Of the forthcoming Beijing presentation, Yvon CHU, the Fondations Vice-President, says: We wanted to commemorate the hundredth anniversary of my fathers birth and the National Museum of China welcomed the idea with enthusiasm. This presentation will give us the opportunity to uncover other facets of his work as an artist and to show the diversity and the complementary nature of all the media he used.
Born in Jiangsu province, China, in 1920, CHU Teh-Chun came from a family of scholars and art collectors who encouraged him to practice calligraphy. His formal art education, however, began at the Hangzhou Academy of Fine Arts aged 15, where he studied Western painting. The Sino-Japanese war (1937-1945) resulted in the Academy moving to Nanjing in the west of China, where CHU Teh-Chun discovered the beauty of landscapes, which became the mainstay for all his subsequent work.

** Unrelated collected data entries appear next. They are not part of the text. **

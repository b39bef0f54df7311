//! Record builders
//!
//! Sequences handed to `CellBackup::with` must be sorted; the `sorted_*`
//! helpers sort the way the snapshot expects.

use std::sync::Arc;

use circuitdb_core::features::records::{ArcList, ExportList, NodeList};
use circuitdb_core::{
    ArcEnd, ArcId, ArcProtoId, CellId, ExportId, ImmutableArcInst, ImmutableExport,
    ImmutableNodeInst, Name, NodeId, NodeProtoId, Orientation, Point, PortProtoId,
};

pub fn name(s: &str) -> Name {
    Name::new(s).unwrap()
}

pub fn prim_node(id: u32, node_name: &str, proto: impl Into<NodeProtoId>, at: Point) -> ImmutableNodeInst {
    ImmutableNodeInst::new(
        NodeId(id),
        proto.into(),
        name(node_name),
        at,
        Orientation::R0,
        Point::new(2, 2),
    )
}

pub fn sub_node(id: u32, node_name: &str, proto: &CellId, at: Point) -> ImmutableNodeInst {
    ImmutableNodeInst::new(
        NodeId(id),
        NodeProtoId::Cell(proto.clone()),
        name(node_name),
        at,
        Orientation::R0,
        Point::ORIGIN,
    )
}

pub fn arc_inst(
    id: u32,
    arc_name: &str,
    proto: &ArcProtoId,
    tail: (u32, PortProtoId, Point),
    head: (u32, PortProtoId, Point),
) -> ImmutableArcInst {
    ImmutableArcInst::new(
        ArcId(id),
        proto.clone(),
        name(arc_name),
        ArcEnd::new(NodeId(tail.0), tail.1, tail.2),
        ArcEnd::new(NodeId(head.0), head.1, head.2),
        2,
    )
}

pub fn export_inst(export_id: &ExportId, export_name: &str, node: u32, port: PortProtoId) -> ImmutableExport {
    ImmutableExport::new(export_id.clone(), name(export_name), NodeId(node), port)
}

pub fn sorted_nodes(mut nodes: Vec<ImmutableNodeInst>) -> NodeList {
    nodes.sort_by(|a, b| (&a.name, a.node_id).cmp(&(&b.name, b.node_id)));
    nodes.into_iter().map(Arc::new).collect()
}

pub fn sorted_arcs(mut arcs: Vec<ImmutableArcInst>) -> ArcList {
    arcs.sort_by(|a, b| (&a.name, a.arc_id).cmp(&(&b.name, b.arc_id)));
    arcs.into_iter().map(Arc::new).collect()
}

pub fn sorted_exports(mut exports: Vec<ImmutableExport>) -> ExportList {
    exports.sort_by(|a, b| a.name.cmp(&b.name));
    exports.into_iter().map(Arc::new).collect()
}
//! Database builder for flexible configuration
//!
//! This module provides a builder pattern for creating databases with a
//! custom world size and name limits.

use crate::config::Config;
use crate::db::DB;
use crate::error::Result;

/// Builder for database configuration.
#[derive(Debug, Default)]
pub struct DBBuilder {
    config: Config,
}

impl DBBuilder {
    /// Create a new builder with the default configuration.
    pub fn new() -> Self {
        Self {
            config: Config::default(),
        }
    }

    /// Replace the whole configuration.
    pub fn config(mut self, config: Config) -> Self {
        self.config = config;
        self
    }

    /// Replace the whole configuration with one parsed from JSON.
    pub fn config_json(mut self, json: &str) -> Result<Self> {
        self.config = Config::from_json(json)?;
        Ok(self)
    }

    /// Restrict both coordinates to `[min, max]`.
    pub fn world_bounds(mut self, min: i32, max: i32) -> Self {
        self.config.world_min = min;
        self.config.world_max = max;
        self
    }

    /// Longest accepted city name, in bytes.
    pub fn max_name_len(mut self, len: usize) -> Self {
        self.config.max_name_len = len;
        self
    }

    /// Build the database. Fails if the configuration does not validate.
    pub fn build(self) -> Result<DB> {
        self.config.check()?;
        log::debug!(
            "Opening database over [{}, {}]",
            self.config.world_min,
            self.config.world_max
        );
        Ok(DB::from_config(self.config))
    }
}
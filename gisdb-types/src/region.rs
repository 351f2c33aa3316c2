use crate::city::{City, squared_distance};
use serde::{Deserialize, Serialize};

/// Coordinate compared at one level of a k-d tree.
#[derive(Debug, Clone, Copy, PartialEq, Eq, Hash, Serialize, Deserialize)]
#[serde(rename_all = "snake_case")]
pub enum Axis {
    X,
    Y,
}

impl Axis {
    /// X on even depths, Y on odd depths. The root sits at depth 0.
    pub fn at_depth(depth: usize) -> Self {
        if depth % 2 == 0 { Axis::X } else { Axis::Y }
    }

    pub fn other(self) -> Self {
        match self {
            Axis::X => Axis::Y,
            Axis::Y => Axis::X,
        }
    }

    /// Picks this axis' component out of an `(x, y)` pair.
    pub fn select(self, x: i32, y: i32) -> i32 {
        match self {
            Axis::X => x,
            Axis::Y => y,
        }
    }

    pub fn coord(self, city: &City) -> i32 {
        self.select(city.x(), city.y())
    }

    /// Sort key with this axis as the primary component and the other axis
    /// breaking ties.
    pub fn lex_key(self, city: &City) -> (i32, i32) {
        (self.coord(city), self.other().coord(city))
    }
}

/// Closed axis-aligned rectangle on the integer grid.
///
/// A region may become empty (`min > max` on some axis) after repeated
/// splitting; an empty region contains no points and has no closest point.
///
/// # Examples
///
/// ```
/// use gisdb_types::region::{Axis, Region};
///
/// let world = Region::new(0, 0, 100, 100);
/// let (left, right) = world.split(Axis::X, 40);
/// assert_eq!(left.max_x(), 39);
/// assert_eq!(right.min_x(), 40);
/// assert!(!left.contains(40, 0));
/// ```
#[derive(Debug, Clone, Copy, PartialEq, Eq, Serialize, Deserialize)]
pub struct Region {
    min_x: i32,
    min_y: i32,
    max_x: i32,
    max_y: i32,
}

impl Region {
    pub fn new(min_x: i32, min_y: i32, max_x: i32, max_y: i32) -> Self {
        Self {
            min_x,
            min_y,
            max_x,
            max_y,
        }
    }

    /// The whole `i32` plane.
    pub fn unbounded() -> Self {
        Self::new(i32::MIN, i32::MIN, i32::MAX, i32::MAX)
    }

    /// Square region spanning `[min, max]` on both axes.
    pub fn square(min: i32, max: i32) -> Self {
        Self::new(min, min, max, max)
    }

    pub fn min_x(&self) -> i32 {
        self.min_x
    }

    pub fn min_y(&self) -> i32 {
        self.min_y
    }

    pub fn max_x(&self) -> i32 {
        self.max_x
    }

    pub fn max_y(&self) -> i32 {
        self.max_y
    }

    pub fn is_empty(&self) -> bool {
        self.min_x > self.max_x || self.min_y > self.max_y
    }

    pub fn contains(&self, x: i32, y: i32) -> bool {
        (self.min_x..=self.max_x).contains(&x) && (self.min_y..=self.max_y).contains(&y)
    }

    /// Splits at `value` on `axis`. Values strictly below `value` fall in the
    /// first region, values at or above it in the second.
    pub fn split(&self, axis: Axis, value: i32) -> (Region, Region) {
        let mut below = *self;
        let mut above = *self;
        match axis {
            Axis::X => {
                below.max_x = below.max_x.min(value.saturating_sub(1));
                above.min_x = above.min_x.max(value);
            }
            Axis::Y => {
                below.max_y = below.max_y.min(value.saturating_sub(1));
                above.min_y = above.min_y.max(value);
            }
        }
        (below, above)
    }

    /// The point of this region nearest to `(x, y)`, i.e. `(x, y)` clamped
    /// into the rectangle. `None` for an empty region.
    pub fn closest_point(&self, x: i32, y: i32) -> Option<(i32, i32)> {
        if self.is_empty() {
            return None;
        }
        Some((
            x.max(self.min_x).min(self.max_x),
            y.max(self.min_y).min(self.max_y),
        ))
    }

    /// Whether any point of the region lies within `radius` of `(x, y)`.
    pub fn intersects_circle(&self, x: i32, y: i32, radius: u32) -> bool {
        let radius = u64::from(radius);
        match self.closest_point(x, y) {
            Some((px, py)) => squared_distance(px, py, x, y) <= radius * radius,
            None => false,
        }
    }
}
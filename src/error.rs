//! Error types shared by every gisdb operation.

use thiserror::Error;

/// Errors surfaced by the database coordinator and its configuration layer.
///
/// Lookups that find nothing are not errors; they come back as `None`, an
/// empty `Vec`, or a [`Removal`](crate::compute::spatial::Removal) without a
/// record.
#[derive(Debug, Error)]
pub enum GisError {
    /// A coordinate, name, or radius failed validation.
    #[error("Invalid input: {0}")]
    InvalidInput(String),

    /// Another record already occupies this coordinate.
    #[error("A record already exists at ({x}, {y})")]
    DuplicateCoordinate { x: i32, y: i32 },

    #[error("Invalid configuration: {0}")]
    InvalidConfig(String),

    #[error("Serialization error: {0}")]
    Serialization(#[from] serde_json::Error),
}

pub type Result<T> = std::result::Result<T, GisError>;
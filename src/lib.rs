//! In-memory geographic database of named integer-grid locations.
//!
//! ## Features
//! - **Spatial indexing**: a k-d tree keyed by `(x, y)` that rejects duplicate
//!   coordinates and answers exact lookups and circular range searches
//! - **Name indexing**: a binary search tree keyed by name, tolerant of
//!   repeated names
//! - **Consistency**: one coordinator owns both indices and applies every
//!   insert and delete to both
//!
//! ```rust
//! use gisdb::Gis;
//!
//! let mut db = Gis::new();
//! db.insert("P", 3, 4)?;
//!
//! // The 3-4-5 triangle sits exactly on the boundary.
//! assert!(db.search(0, 0, 4)?.cities.is_empty());
//! assert_eq!(db.search(0, 0, 5)?.cities[0].to_string(), "P (3, 4)");
//!
//! let removed = db.delete_by_name("P");
//! assert_eq!(removed.len(), 1);
//! # Ok::<(), gisdb::GisError>(())
//! ```

pub mod builder;
pub mod compute;
pub mod config;
pub mod db;
pub mod error;

pub use builder::DBBuilder;
pub use db::{DB, NameIndex};
pub use error::{GisError, Result};

pub type Gis = DB;

pub use config::{Axis, City, CityRef, Config, DbStats, LevelEntry, Region};

pub use compute::spatial::{KdTree, RangeSearch, Removal};
pub use compute::validation;

pub use gisdb_types::listing::render;

pub const VERSION: &str = env!("CARGO_PKG_VERSION");

/// Common imports
pub mod prelude {

    pub use crate::{DBBuilder, Gis, GisError, Result};

    pub use crate::{City, CityRef, Config, DbStats, LevelEntry};

    pub use crate::{RangeSearch, Removal};

    pub use crate::render;
}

In 1955, he travelled to Paris to study the works of the Western masters, such as Cézanne, Renoir, Picasso and Matisse. There he studied at the Académie de la Grande Chaumière. A year after making the city his home, he was awarded the silver medal in the Spring Salon for a portrait of his wife. The picture was nicknamed the Mona Lisa of the East. While in Paris, he saw for the first time the works by Nicolas de Staël. He was particularly moved by the layered forms, colours and impasto of his paintings and began to reassess his own approach to making work. Rather than Westernising his technique, CHU Teh-Chun developed a unique stylistic language that incorporated Chinese traditions, melding his training as a calligrapher and a painter to create works which intricately coalesced both mediums.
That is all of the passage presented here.